WHILE hospitals burned in Ukraine, the Prime Minister’s ears burned in Saudi Arabia. He was the ghost at the feast in the House of Commons yesterday, as indeed were Mr Jeremy Corbyn (Lab) and Mr Paul Daniels (Not A Lot).

In Boris Johnson’s place was the Deputy PM, Dominic Raab, a quietly spoken chap of gentle demeanour (hiding the karate killer inside). Nice fella. Ineffectual but, given the choice, you’d rather your daughter married him than Boris.

However, just as the nice guy never gets the gal, he’ll never get the top political spot, certainly not while there’s an Angela to Rayner on his parade. Labour’s deputy leader ramps up the rhetoric compared to her boss, Keir Starmer, while Dominic ramps down Boris’s oratorical extravagances.

The result is usually a knock-out victory for Ms Rayner, but fair to say Big Raab, as he’d be known in Scotland, landed a couple of oi-zukis as Angela tried the old tongue fu.

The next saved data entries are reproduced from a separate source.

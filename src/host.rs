//! # 宿主成像接口模块
//!
//! ## 设计思路
//!
//! 宿主应用的文档/选区对象模型不属于本库的职责范围，这里只定义
//! 流水线真正依赖的最小接口：查询激活文档、读取选区边界、按矩形
//! 区域取像素与取选区蒙版。接口由嵌入方实现，库内全部以泛型
//! 静态分发使用，测试中用内存假实现替代。
//!
//! ## 实现思路
//!
//! - `RawSampleBuffer` 表示宿主返回的、编码未定的原始采样缓冲。
//! - `SelectionBounds` 负责把浮点边界换算为 ≥1 的整数宽高。
//! - 请求结构体固定携带宿主成像调用所需的色彩参数。

use serde::Serialize;

/// 像素请求使用的色彩空间。
pub const COLOR_SPACE_RGB: &str = "RGB";

/// 像素请求使用的色彩描述文件。
pub const SRGB_COLOR_PROFILE: &str = "sRGB IEC61966-2.1";

/// 宿主返回的原始采样缓冲。
///
/// 不同宿主版本/色彩模式下元素类型并不稳定，归一化之前只承诺
/// 总元素个数可知。`Bytes` 是无法识别元素类型时的原始字节回退。
#[derive(Debug, Clone, PartialEq)]
pub enum RawSampleBuffer {
    U8(Vec<u8>),
    U16(Vec<u16>),
    F32(Vec<f32>),
    F64(Vec<f64>),
    Bytes(Vec<u8>),
}

impl RawSampleBuffer {
    /// 缓冲内的采样元素个数（`Bytes` 按字节计）。
    pub fn len(&self) -> usize {
        match self {
            Self::U8(v) => v.len(),
            Self::U16(v) => v.len(),
            Self::F32(v) => v.len(),
            Self::F64(v) => v.len(),
            Self::Bytes(v) => v.len(),
        }
    }

    /// 缓冲是否为空。
    pub fn is_empty(&self) -> bool {
        self.len() == 0
    }

    /// 元素类型名，用于错误信息。
    pub(crate) fn kind_name(&self) -> &'static str {
        match self {
            Self::U8(_) => "u8",
            Self::U16(_) => "u16",
            Self::F32(_) => "f32",
            Self::F64(_) => "f64",
            Self::Bytes(_) => "bytes",
        }
    }
}

/// 矩形区域边界（像素坐标，允许小数）。
///
/// 可能来自激活选区，也可能回退为整幅画布。
#[derive(Debug, Clone, Copy, PartialEq, Serialize)]
pub struct SelectionBounds {
    pub left: f64,
    pub top: f64,
    pub right: f64,
    pub bottom: f64,
}

impl SelectionBounds {
    pub fn new(left: f64, top: f64, right: f64, bottom: f64) -> Self {
        Self {
            left,
            top,
            right,
            bottom,
        }
    }

    /// 覆盖整幅画布的边界。
    pub fn full_canvas(width: u32, height: u32) -> Self {
        Self {
            left: 0.0,
            top: 0.0,
            right: f64::from(width),
            bottom: f64::from(height),
        }
    }

    /// 区域宽度：四舍五入后不小于 1。
    pub fn width(&self) -> u32 {
        (self.right - self.left).round().max(1.0) as u32
    }

    /// 区域高度：四舍五入后不小于 1。
    pub fn height(&self) -> u32 {
        (self.bottom - self.top).round().max(1.0) as u32
    }

    /// 区域像素总数。
    pub fn pixel_count(&self) -> usize {
        self.width() as usize * self.height() as usize
    }
}

/// 降采样目标尺寸，附加在成像请求上由宿主直接按此尺寸出图。
#[derive(Debug, Clone, Copy, PartialEq, Eq, Serialize)]
pub struct TargetSize {
    pub width: u32,
    pub height: u32,
}

/// RGB(+alpha) 像素读取请求。
///
/// 色彩参数固定为面板所需的 sRGB 约定，由构造函数填充。
#[derive(Debug, Clone, PartialEq, Serialize)]
pub struct PixelRequest {
    pub document_id: u32,
    pub source_bounds: SelectionBounds,
    pub target_size: Option<TargetSize>,
    pub color_space: &'static str,
    pub color_profile: &'static str,
    pub apply_alpha: bool,
    pub has_alpha: bool,
}

impl PixelRequest {
    pub fn rgb(document_id: u32, source_bounds: SelectionBounds, target_size: Option<TargetSize>) -> Self {
        Self {
            document_id,
            source_bounds,
            target_size,
            color_space: COLOR_SPACE_RGB,
            color_profile: SRGB_COLOR_PROFILE,
            apply_alpha: false,
            has_alpha: true,
        }
    }
}

/// 选区蒙版读取请求（单通道，与像素请求同区域同尺寸）。
#[derive(Debug, Clone, PartialEq, Serialize)]
pub struct MaskRequest {
    pub document_id: u32,
    pub source_bounds: SelectionBounds,
    pub target_size: Option<TargetSize>,
}

impl MaskRequest {
    pub fn new(document_id: u32, source_bounds: SelectionBounds, target_size: Option<TargetSize>) -> Self {
        Self {
            document_id,
            source_bounds,
            target_size,
        }
    }
}

/// 激活文档的基本信息。
///
/// 画布尺寸用于无选区时回退整幅画布。
#[derive(Debug, Clone, PartialEq, Serialize)]
pub struct DocumentInfo {
    pub id: u32,
    pub name: String,
    pub path: String,
    pub width: u32,
    pub height: u32,
}

/// 宿主接口调用失败。
#[derive(Debug, PartialEq, Eq, thiserror::Error)]
#[error("宿主成像接口调用失败：{0}")]
pub struct HostError(pub String);

impl HostError {
    pub fn new(message: impl Into<String>) -> Self {
        Self(message.into())
    }
}

/// 宿主成像能力接口。
///
/// 每个方法对应宿主的一次异步命令调用；实现方不需要做任何
/// 像素格式转换，原样交回宿主给出的缓冲即可。
#[allow(async_fn_in_trait)]
pub trait ImagingHost {
    /// 当前激活文档；无文档时返回 `None`。
    async fn active_document(&self) -> Result<Option<DocumentInfo>, HostError>;

    /// 激活选区的边界；无选区时返回 `None`。
    async fn selection_bounds(&self, document_id: u32) -> Result<Option<SelectionBounds>, HostError>;

    /// 读取区域内的 RGB(+alpha) 原始采样。
    async fn get_pixels(&self, request: &PixelRequest) -> Result<RawSampleBuffer, HostError>;

    /// 读取区域内的选区蒙版原始采样（单通道）。
    async fn get_selection_mask(&self, request: &MaskRequest) -> Result<RawSampleBuffer, HostError>;
}

#[cfg(test)]
mod tests {
    use super::*;

    #[test]
    fn bounds_round_fractional_edges() {
        let bounds = SelectionBounds::new(10.4, 20.6, 110.6, 80.2);

        assert_eq!(bounds.width(), 100);
        assert_eq!(bounds.height(), 60);
    }

    #[test]
    fn bounds_never_collapse_below_one_pixel() {
        let empty = SelectionBounds::new(5.0, 5.0, 5.0, 5.0);
        assert_eq!(empty.width(), 1);
        assert_eq!(empty.height(), 1);

        let inverted = SelectionBounds::new(10.0, 10.0, 4.0, 4.0);
        assert_eq!(inverted.width(), 1);
        assert_eq!(inverted.height(), 1);
    }

    #[test]
    fn full_canvas_bounds_match_document_size() {
        let bounds = SelectionBounds::full_canvas(1920, 1080);

        assert_eq!(bounds.width(), 1920);
        assert_eq!(bounds.height(), 1080);
        assert_eq!(bounds.pixel_count(), 1920 * 1080);
    }

    #[test]
    fn raw_buffer_reports_element_count_per_kind() {
        assert_eq!(RawSampleBuffer::U8(vec![0; 12]).len(), 12);
        assert_eq!(RawSampleBuffer::U16(vec![0; 7]).len(), 7);
        assert_eq!(RawSampleBuffer::F32(vec![0.0; 3]).len(), 3);
        assert_eq!(RawSampleBuffer::F64(vec![0.0; 2]).len(), 2);
        assert_eq!(RawSampleBuffer::Bytes(vec![0; 9]).len(), 9);
        assert!(RawSampleBuffer::U8(Vec::new()).is_empty());
    }

    #[test]
    fn pixel_request_carries_fixed_color_parameters() {
        let bounds = SelectionBounds::new(0.0, 0.0, 4.0, 4.0);
        let request = PixelRequest::rgb(7, bounds, None);

        assert_eq!(request.color_space, COLOR_SPACE_RGB);
        assert_eq!(request.color_profile, SRGB_COLOR_PROFILE);
        assert!(!request.apply_alpha);
        assert!(request.has_alpha);
    }
}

Announced – “Angela Rayner!” – by the Speaker as if she were a contestant on Come On Down!, the Labour lassie kicked proceedings off by demanding a review of cases like that of Nazanin Zaghari-Radcliffe, newly released from Iran, including an assessment of whether the “lazy comments of the Prime Minister” had worsened her situation.

The Herald: Angela RaynerAngela Rayner

Advised not to give succour to despots by blaming everyone else for their actions, Angela switched attention to Russian oligarchs, asking Big Raab if he knew anything about warnings from the security services being overruled.

Naw, or words to that effect, said Big R, giving succour to the Prime Minister by saying it was the House of Lords who should be blamed for appointing Lord Lebedev of Hampton and Siberia, the case at which Angela was hinting.

“Franky,” he added, like an exasperated teacher of an unruly child, “I think she should know better.”

He should have known better than to patronise Angela like this. In went her red Doc Martens: “It shouldn't matter if such a warning was about a close personal friend of the Prime Minister. It shouldn't matter if he gave the prime minister thousands of pounds of gifts. And it shouldn't matter how much champagne and caviar he serves.” Hmm, champagne and caviare. Tory mouths watered like Homer Simpson’s at the thought of beef jerky.

Raab, meanwhile, gave it the big kiai as he said no one had threatened Britain’s security as much as “the honourable gentleman for Islington North” – one Corbyn, J. – an army-abolishing, anti-nuke nut whom Angela had wanted for PM.

What about the current PM, asked Angela, going “cap in hand from one dictator to another” in a desperate attempt to “keep the lights on and pumps open”?

Mr Speaker, Sir Lindsay Hoyle, was so pumped by the hullabaloo that he threatened to take one Tory MP outside. Shortly afterwards, he even interrupted well-mannered Mr Raab to warn him to stop “talking about history” – in this instance, recalling Mr Corbyn allegedly making excuses for Putin after the Salisbury nerve agent attack.

But Raab had landed a fumikomi on Angela and, for the first time, she looked rattled as Labour’s ghost came back to haunt her. However, she rallied with a headbutt about ministers cavorting with Russian oligarchs “in luxury villas while neglecting the security of the British people”.

They were neglecting Ukrainian orphans too, according to the SNP’s Westminster leader. Wearing a conspicuously green tie, the top Hibee complained that the Home Office was stymying the attempts of Dnipro Kids, a charity established by Hibs fans, to evacuate 48 children to Scotland.

A plane was ready and waiting in Poland to bring them, he said, but Home Office bureaucracy was preventing it from doing so.

Mr Raab said the “heart-rending situation” was caused not by bureaucracy but by “genuine safeguarding issues”.

Mince, said Mr Blackford (I’m paraphrasing again), adding: “This one case goes to the heart of the failure in the UK Government response to the biggest refugee crisis since World War Two.”

Line of the day, though, goes to Labour’s Matt Western who, noting that you can judge a person by the company he keeps, listed the PM’s associations with various Russians, before asking the Dep PM: “Can he therefore tell us what first attracted the Prime Minister to the billionaire Russian oligarchs?”

The jibe, recalling Mrs Merton’s question to conspicuously pretty Debbie McGee about what had attracted her to millionaire magic tricks entertainer Paul Daniel, understandably drew loud laughter that was for once merited.

Up in the gallery, four Ukrainian MPs watched proceedings. You had to wonder if they got all the jokes.